**Assignment**
Every entry below is to be copied exactly as written.

**Supplied entries**

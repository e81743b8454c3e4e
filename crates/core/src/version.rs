//! Per-key version stamps
//!
//! Every write to the statistics store produces a version. Versions are
//! monotonic stamps used for optimistic concurrency: a writer
//! reads an entry together with its version and the store only accepts the
//! follow-up write if the version is still current.
//!
//! `Version::ZERO` never names a stored entry. Passing it as the expected
//! version of a write means "the key must not exist yet".

use serde::{Deserialize, Serialize};

/// Version identifier for a stored statistic
///
/// ## Invariants
///
/// - Versions are strictly increasing per key
/// - Stores allocate versions from a store-wide counter, so a deleted and
///   re-created key never reuses a version a stale writer may still hold
#[derive(Debug, Clone, Copy, PartialEq, Eq, PartialOrd, Ord, Hash, Default, Serialize, Deserialize)]
pub struct Version(u64);

impl Version {
    /// Expected version for writes that create a key
    pub const ZERO: Version = Version(0);

    /// Create a version from its raw counter
    pub const fn new(n: u64) -> Self {
        Version(n)
    }

    /// Get the numeric value
    #[inline]
    pub const fn as_u64(&self) -> u64 {
        self.0
    }

    /// The version following this one
    ///
    /// Saturates at `u64::MAX`; a key never sees that many writes.
    pub const fn next(&self) -> Self {
        Version(self.0.saturating_add(1))
    }

    /// Check if this is the "absent" version
    #[inline]
    pub const fn is_zero(&self) -> bool {
        self.0 == 0
    }
}

impl std::fmt::Display for Version {
    fn fmt(&self, f: &mut std::fmt::Formatter<'_>) -> std::fmt::Result {
        write!(f, "v{}", self.0)
    }
}

impl From<u64> for Version {
    fn from(v: u64) -> Self {
        Version(v)
    }
}

/// A value paired with the version it was read at
///
/// Store reads return `Versioned<T>`; the version is what a follow-up
/// write must name as its expected version.
#[derive(Debug, Clone, PartialEq, Serialize, Deserialize)]
pub struct Versioned<T> {
    /// The stored value
    pub value: T,
    /// Version of the value
    pub version: Version,
}

impl<T> Versioned<T> {
    /// Wrap a value with its version
    pub fn new(value: T, version: Version) -> Self {
        Versioned { value, version }
    }

    /// Map the inner value to a new type
    pub fn map<U, F>(self, f: F) -> Versioned<U>
    where
        F: FnOnce(T) -> U,
    {
        Versioned {
            value: f(self.value),
            version: self.version,
        }
    }

    /// Consume and return the inner value
    #[inline]
    pub fn into_value(self) -> T {
        self.value
    }
}

#[cfg(test)]
mod tests {
    use super::*;

    #[test]
    fn test_version_zero() {
        assert!(Version::ZERO.is_zero());
        assert!(!Version::new(1).is_zero());
        assert_eq!(Version::default(), Version::ZERO);
    }

    #[test]
    fn test_version_next() {
        assert_eq!(Version::ZERO.next(), Version::new(1));
        assert_eq!(Version::new(41).next().as_u64(), 42);
        assert_eq!(Version::new(u64::MAX).next(), Version::new(u64::MAX));
    }

    #[test]
    fn test_version_ordering() {
        assert!(Version::new(1) < Version::new(2));
        assert!(Version::ZERO < Version::new(1));
    }

    #[test]
    fn test_version_display() {
        assert_eq!(Version::new(7).to_string(), "v7");
    }

    #[test]
    fn test_versioned_map() {
        let v = Versioned::new(21u32, Version::new(3));
        let doubled = v.map(|x| x * 2);
        assert_eq!(doubled.value, 42);
        assert_eq!(doubled.version, Version::new(3));
    }

    #[test]
    fn test_version_serialization_roundtrip() {
        let v = Version::new(99);
        let json = serde_json::to_string(&v).unwrap();
        let back: Version = serde_json::from_str(&json).unwrap();
        assert_eq!(v, back);
    }
}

**Result for this task**
repository e81743b8454c3e4e
filename crates/core/src/version.rs
//! Per-key version stamps
//!
//! Every write to the statistics store produces a version. Versions are
//! monotonic stamps used for optimistic concurrency: a writer
//! reads an entry together with its version and the store only accepts the
//! follow-up write if the version is still current.
//!
//! `Version::ZERO` never names a stored entry. Passing it as the expected
//! version of a write means "the key must not exist yet".

use serde::{Deserialize, Serialize};

/// Version identifier for a stored statistic
///
/// ## Invariants
///
/// - Versions are strictly increasing per key
/// - Stores allocate versions from a store-wide counter, so a deleted and
///   re-created key never reuses a version a stale writer may still hold
#[derive(Debug, Clone, Copy, PartialEq, Eq, PartialOrd, Ord, Hash, Default, Serialize, Deserialize)]
pub struct Version(u64);

impl Version {
    /// Expected version for writes that create a key
    pub const ZERO: Version = Version(0);

    /// Create a version from its raw counter
    pub const fn new(n: u64) -> Self {
        Version(n)
    }

    /// Get the numeric value
    #[inline]
    pub const fn as_u64(&self) -> u64 {
        self.0
    }

    /// The version following this one
    ///
    /// Saturates at `u64::MAX`; a key never sees that many writes.
    pub const fn next(&self) -> Self {
        Version(self.0.saturating_add(1))
    }

    /// Check if this is the "absent" version
    #[inline]
    pub const fn is_zero(&self) -> bool {
        self.0 == 0
    }
}

impl std::fmt::Display for Version {
    fn fmt(&self, f: &mut std::fmt::Formatter<'_>) -> std::fmt::Result {
        write!(f, "v{}", self.0)
    }
}

impl From<u64> for Version {
    fn from(v: u64) -> Self {
        Version(v)
    }
}

/// A value paired with the version it was read at
///
/// Store reads return `Versioned<T>`; the version is what a follow-up
/// write must name as its expected version.
#[derive(Debug, Clone, PartialEq, Serialize, Deserialize)]
pub struct Versioned<T> {
    /// The stored value
    pub value: T,
    /// Version of the value
    pub version: Version,
}

impl<T> Versioned<T> {
    /// Wrap a value with its version
    pub fn new(value: T, version: Version) -> Self {
        Versioned { value, version }
    }

    /// Map the inner value to a new type
    pub fn map<U, F>(self, f: F) -> Versioned<U>
    where
        F: FnOnce(T) -> U,
    {
        Versioned {
            value: f(self.value),
            version: self.version,
        }
    }

    /// Consume and return the inner value
    #[inline]
    pub fn into_value(self) -> T {
        self.value
    }
}

#[cfg(test)]
mod tests {
    use super::*;

    #[test]
    fn test_version_zero() {
        assert!(Version::ZERO.is_zero());
        assert!(!Version::new(1).is_zero());
        assert_eq!(Version::default(), Version::ZERO);
    }

    #[test]
    fn test_version_next() {
        assert_eq!(Version::ZERO.next(), Version::new(1));
        assert_eq!(Version::new(41).next().as_u64(), 42);
        assert_eq!(Version::new(u64::MAX).next(), Version::new(u64::MAX));
    }

    #[test]
    fn test_version_ordering() {
        assert!(Version::new(1) < Version::new(2));
        assert!(Version::ZERO < Version::new(1));
    }

    #[test]
    fn test_version_display() {
        assert_eq!(Version::new(7).to_string(), "v7");
    }

    #[test]
    fn test_versioned_map() {
        let v = Versioned::new(21u32, Version::new(3));
        let doubled = v.map(|x| x * 2);
        assert_eq!(doubled.value, 42);
        assert_eq!(doubled.version, Version::new(3));
    }

    #[test]
    fn test_version_serialization_roundtrip() {
        let v = Version::new(99);
        let json = serde_json::to_string(&v).unwrap();
        let back: Version = serde_json::from_str(&json).unwrap();
        assert_eq!(v, back);
    }
}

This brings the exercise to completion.